Most of these compact objects are about 1.4 times the mass of the Sun, although theory suggests they could range from about 2.3 solar masses to as little as 1.1 solar masses. All of this is packed into a sphere just packed into a sphere only about 20 kilometers (12 miles) across, making each teaspoon of neutron star material weigh anywhere from 10 million to several billion tons.
Stars with higher and lower masses than neutron stars can also become dense objects. Heavier stars turn into black holes. Lighter stars become white dwarfs – less dense than neutron stars, with an upper mass limit of 1.4 solar masses, but still quite compact. this is that ultimate destiny of our own sun.
The neutron star that is the subject of this study is at the center of a supernova remnant called HESS J1731-347, previously calculated to be more than 10,000 light-years away. However, one of the difficulties in studying neutron stars lies in poorly constrained distance measurements. Without an accurate distance, it is difficult to get accurate measurements of a star’s other properties.
A second optically bright star was recently discovered in HESS J1731-347. From this, a team of astronomers led by Victor Doroshenko of the Eberhard-Karls-Universität Tübingen in Germany, using data from the Gaia mapping survey, was able to recalculate the distance to HESS J1731-347 and found that it was about 8,150 is much closer than thought light years away.
This means that previous estimates of the neutron star’s other properties, including its mass, had to be refined. Combined with observations of the X-ray light emitted by the neutron star (which does not match the X-ray emission of a white dwarf), Doroshenko and his colleagues were able to refine its radius to 10.4 kilometers and its mass to an absolutely amazingly low 0.77 solar masses.
This means it may not be a neutron star as we know it, but a hypothetical object that has not yet been positively identified in the wild.
“Our mass estimate makes the central compact object in HESS J1731-347 the lightest neutron star known to date, and possibly a more exotic object – that is, a ‘strange star’ candidate,” the researchers write in their paper.
According to the theory, a strange star looks a lot like a neutron star, but contains a larger proportion of fundamental particles called strange quarks. Quarks are elementary subatomic particles that combine to form composite particles such as protons and neutrons. Quarks come in six different types or flavors referred to as Up, Down, Charm, Strange, Top and Bottom. Protons and neutrons are made up of up and down quarks.
The theory suggests that subatomic particles decay into their quarks in the extremely compressed environment inside a neutron star. According to this model, strange stars are made of matter made up of equal parts up, down, and strange quarks.
Strange stars should form under masses large enough to really exert pressure, but since the rule book for neutron stars goes out the window when enough quarks are involved, there’s essentially no lower limit either. That said, we cannot rule out the possibility that this neutron star is actually a strange star.
That would be extremely cool; Physicists have been searching for quark matter and strange quark matter for decades. While a strange star is certainly possible, what we’re looking at is more likely to be a neutron star — and that’s extremely cool, too.
“The obtained mass and radius constraints are still fully consistent with a standard interpretation of neutron stars and can be used to improve the astrophysical constraints on the cold dense matter equation of state under this assumption,” the researchers write.
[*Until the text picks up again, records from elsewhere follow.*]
use crate::events::WindowId;
use tracing::{debug, info};

use super::menu::ContextMenu;
use super::task::Task;

/// Отображение панели: сюда движок сообщает обо всех изменениях задач.
/// Рисование кнопок остаётся на стороне хост-панели.
pub trait TaskbarView {
    fn task_added(&mut self, task: &Task);
    fn task_updated(&mut self, task: &Task);
    /// Видимость кнопки изменилась (сообщается только при смене)
    fn task_visibility(&mut self, task: &Task);
    fn task_removed(&mut self, window: WindowId);
    fn menu_rebuilt(&mut self, menu: &ContextMenu);
    fn popup_menu(&mut self, window: WindowId, menu: &ContextMenu);
    /// Событие указателя отдано хост-панели для её собственного меню
    fn forward_to_host(&mut self, window: WindowId);
}

/// Отображение в журнал: для запуска без хост-панели
#[derive(Debug, Default)]
pub struct LogView;

impl TaskbarView for LogView {
    fn task_added(&mut self, task: &Task) {
        info!("+ {} {}", task, if task.visible { "видима" } else { "скрыта" });
    }

    fn task_updated(&mut self, task: &Task) {
        debug!(
            "~ {} метка={:?} подсветка={} мигание={}",
            task,
            task.label(),
            task.highlighted(),
            task.is_flashing()
        );
    }

    fn task_visibility(&mut self, task: &Task) {
        info!("{} {}", if task.visible { "показана" } else { "скрыта" }, task);
    }

    fn task_removed(&mut self, window: WindowId) {
        info!("- {}", window);
    }

    fn menu_rebuilt(&mut self, menu: &ContextMenu) {
        let desktops: Vec<&str> = menu.desktops.iter().map(|item| item.label.as_str()).collect();
        debug!("Меню: столы {:?}", desktops);
    }

    fn popup_menu(&mut self, window: WindowId, menu: &ContextMenu) {
        info!("Контекстное меню для {} ({} пунктов)", window, menu.items.len() + menu.desktops.len());
    }

    fn forward_to_host(&mut self, window: WindowId) {
        info!("Событие над {} передано хост-панели", window);
    }
}

#[cfg(test)]
pub(crate) mod recording {
    use super::*;
    use parking_lot::Mutex;
    use std::sync::Arc;

    #[derive(Debug, Clone, PartialEq, Eq)]
    pub enum ViewCall {
        Added(WindowId),
        Updated(WindowId),
        Visibility(WindowId, bool),
        Removed(WindowId),
        MenuRebuilt(usize),
        Popup(WindowId),
        Forwarded(WindowId),
    }

    /// Запоминает все вызовы; копия разделяет один журнал
    #[derive(Debug, Clone, Default)]
    pub struct RecordingView {
        calls: Arc<Mutex<Vec<ViewCall>>>,
    }

    impl RecordingView {
        pub fn take(&self) -> Vec<ViewCall> {
            std::mem::take(&mut *self.calls.lock())
        }

        fn push(&self, call: ViewCall) {
            self.calls.lock().push(call);
        }
    }

    impl TaskbarView for RecordingView {
        fn task_added(&mut self, task: &Task) {
            self.push(ViewCall::Added(task.window));
        }

        fn task_updated(&mut self, task: &Task) {
            self.push(ViewCall::Updated(task.window));
        }

        fn task_visibility(&mut self, task: &Task) {
            self.push(ViewCall::Visibility(task.window, task.visible));
        }

        fn task_removed(&mut self, window: WindowId) {
            self.push(ViewCall::Removed(window));
        }

        fn menu_rebuilt(&mut self, menu: &ContextMenu) {
            self.push(ViewCall::MenuRebuilt(menu.desktops.len()));
        }

        fn popup_menu(&mut self, window: WindowId, _menu: &ContextMenu) {
            self.push(ViewCall::Popup(window));
        }

        fn forward_to_host(&mut self, window: WindowId) {
            self.push(ViewCall::Forwarded(window));
        }
    }
}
“Such a light neutron star, regardless of the assumed internal composition, seems to be a very intriguing object from an astrophysical point of view.”
It is difficult to determine how such a light neutron star could have formed under our current models. Whatever it is made of, the dense object at the heart of HESS J1731-347 will teach us about the mysterious afterlife of massive stars.
The team’s research was published in natural astronomy.